Eisflächen auf Seen: Schwarzes Eis trägt zehnmal so viel wie weißes
Bei einer Probenentnahme am Dagowsee bei Stechlin in Brandenburg sei das Forscherteam selbst erstaunt gewesen, wie dünn die vorgefundene Eisschicht mit circa nur zehn Zentimetern – überwiegend weißes Eis – war. "Es hielten sich zu dem Zeitpunkt mehrere Hundert Menschen auf dem See auf. Die Tragfähigkeit kann man also sehr leicht überschätzen."
Schwarzes Eis kann den Schätzungen der Forscher zufolge gut zehnmal so viel Last tragen wie ein gleich dickes und gleich großes Stück weißes Eis. Folglich bestehe bei großem Anteil weißen Eises ein viel höheres Risiko, trotz trügerisch tragfähig wirkender Eisdicke einzubrechen.

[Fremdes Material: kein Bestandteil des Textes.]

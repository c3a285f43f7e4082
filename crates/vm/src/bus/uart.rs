use std::io::{self, Read, Write};
use std::sync::atomic::{AtomicBool, Ordering};
use std::sync::{Arc, Condvar, Mutex, PoisonError};
use std::thread;

use super::Device;
use crate::exception::Exception;

/// 16550a-compatible UART.
pub const UART_BASE: u64 = 0x1000_0000;
pub const UART_SIZE: u64 = 0x100;
/// PLIC source number of the UART.
pub const UART_IRQ: u64 = 10;

/// Receive holding register (read).
pub const UART_RHR: u64 = UART_BASE;
/// Transmit holding register (write).
pub const UART_THR: u64 = UART_BASE;
pub const UART_LCR: u64 = UART_BASE + 3;
pub const UART_LSR: u64 = UART_BASE + 5;

/// LSR: a byte is waiting in RHR.
pub const UART_LSR_RX: u8 = 1;
/// LSR: THR is empty and ready for output.
pub const UART_LSR_TX: u8 = 1 << 5;

const RHR: usize = 0;
const LSR: usize = 5;

type Registers = [u8; UART_SIZE as usize];

pub struct Uart {
    regs: Arc<(Mutex<Registers>, Condvar)>,
    interrupting: Arc<AtomicBool>,
    output: Box<dyn Write>,
}

impl Uart {
    /// A UART whose transmitted bytes go to `output` and which never
    /// receives input.
    pub fn new(output: Box<dyn Write>) -> Self {
        let mut regs = [0u8; UART_SIZE as usize];
        regs[LSR] |= UART_LSR_TX;
        Self {
            regs: Arc::new((Mutex::new(regs), Condvar::new())),
            interrupting: Arc::new(AtomicBool::new(false)),
            output,
        }
    }

    /// Like [`Uart::new`], with a background thread feeding bytes from
    /// `input` into RHR one at a time. The thread waits until the guest has
    /// read the previous byte before delivering the next one and exits at
    /// end of input.
    pub fn with_input<R>(output: Box<dyn Write>, mut input: R) -> Self
    where
        R: Read + Send + 'static,
    {
        let uart = Self::new(output);
        let regs = Arc::clone(&uart.regs);
        let interrupting = Arc::clone(&uart.interrupting);

        thread::spawn(move || {
            let mut byte = [0u8; 1];
            loop {
                match input.read(&mut byte) {
                    Ok(0) => break,
                    Ok(_) => {
                        let (lock, cvar) = &*regs;
                        let mut regs = lock.lock().unwrap_or_else(PoisonError::into_inner);
                        while regs[LSR] & UART_LSR_RX != 0 {
                            regs = cvar.wait(regs).unwrap_or_else(PoisonError::into_inner);
                        }
                        regs[RHR] = byte[0];
                        regs[LSR] |= UART_LSR_RX;
                        interrupting.store(true, Ordering::Release);
                    }
                    Err(e) if e.kind() == io::ErrorKind::Interrupted => continue,
                    Err(e) => {
                        log::warn!("uart input closed: {}", e);
                        break;
                    }
                }
            }
        });

        uart
    }

    /// Output to the process's stdout, input from stdin when `connect_stdin`.
    pub fn stdio(connect_stdin: bool) -> Self {
        let output: Box<dyn Write> = Box::new(io::stdout());
        if connect_stdin {
            Self::with_input(output, io::stdin())
        } else {
            Self::new(output)
        }
    }

    /// Returns whether a byte arrived since the last call, clearing the flag.
    pub fn is_interrupting(&self) -> bool {
        self.interrupting.swap(false, Ordering::AcqRel)
    }
}

impl Device for Uart {
    fn load(&self, addr: u64, size: u8) -> Result<u64, Exception> {
        if size != 8 {
            return Err(Exception::LoadAccessFault(addr));
        }
        let offset = register_offset(addr).ok_or(Exception::LoadAccessFault(addr))?;
        let (lock, cvar) = &*self.regs;
        let mut regs = lock.lock().unwrap_or_else(PoisonError::into_inner);
        match offset {
            RHR => {
                regs[LSR] &= !UART_LSR_RX;
                cvar.notify_one();
                Ok(regs[RHR] as u64)
            }
            _ => Ok(regs[offset] as u64),
        }
    }

    fn store(&mut self, addr: u64, size: u8, value: u64) -> Result<(), Exception> {
        if size != 8 {
            return Err(Exception::StoreAmoAccessFault(addr));
        }
        let offset = register_offset(addr).ok_or(Exception::StoreAmoAccessFault(addr))?;
        match offset {
            RHR => {
                let written = self
                    .output
                    .write_all(&[value as u8])
                    .and_then(|_| self.output.flush());
                if let Err(e) = written {
                    log::warn!("uart output failed: {}", e);
                }
            }
            _ => {
                let (lock, _) = &*self.regs;
                let mut regs = lock.lock().unwrap_or_else(PoisonError::into_inner);
                regs[offset] = value as u8;
            }
        }
        Ok(())
    }
}

fn register_offset(addr: u64) -> Option<usize> {
    let offset = addr.checked_sub(UART_BASE)?;
    (offset < UART_SIZE).then_some(offset as usize)
}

Zugefrorene Seen: Diese Faustregel schlagen Forschende vor
Die Eisbedingungen, die im Winter 2021 in Schweden beobachtet wurden, zeigten, dass Verhaltensanpassungen an eine wärmere Welt nötig seien, schreiben die Forscher. Während man in dem Land im Februar traditionell sicher aufs Eis habe gehen können, seien in dem Monat im Jahr 2021 zehn Menschen eingebrochen und gestorben – so viele wie noch nie seit Beginn entsprechender Beobachtungen im Jahr 2000.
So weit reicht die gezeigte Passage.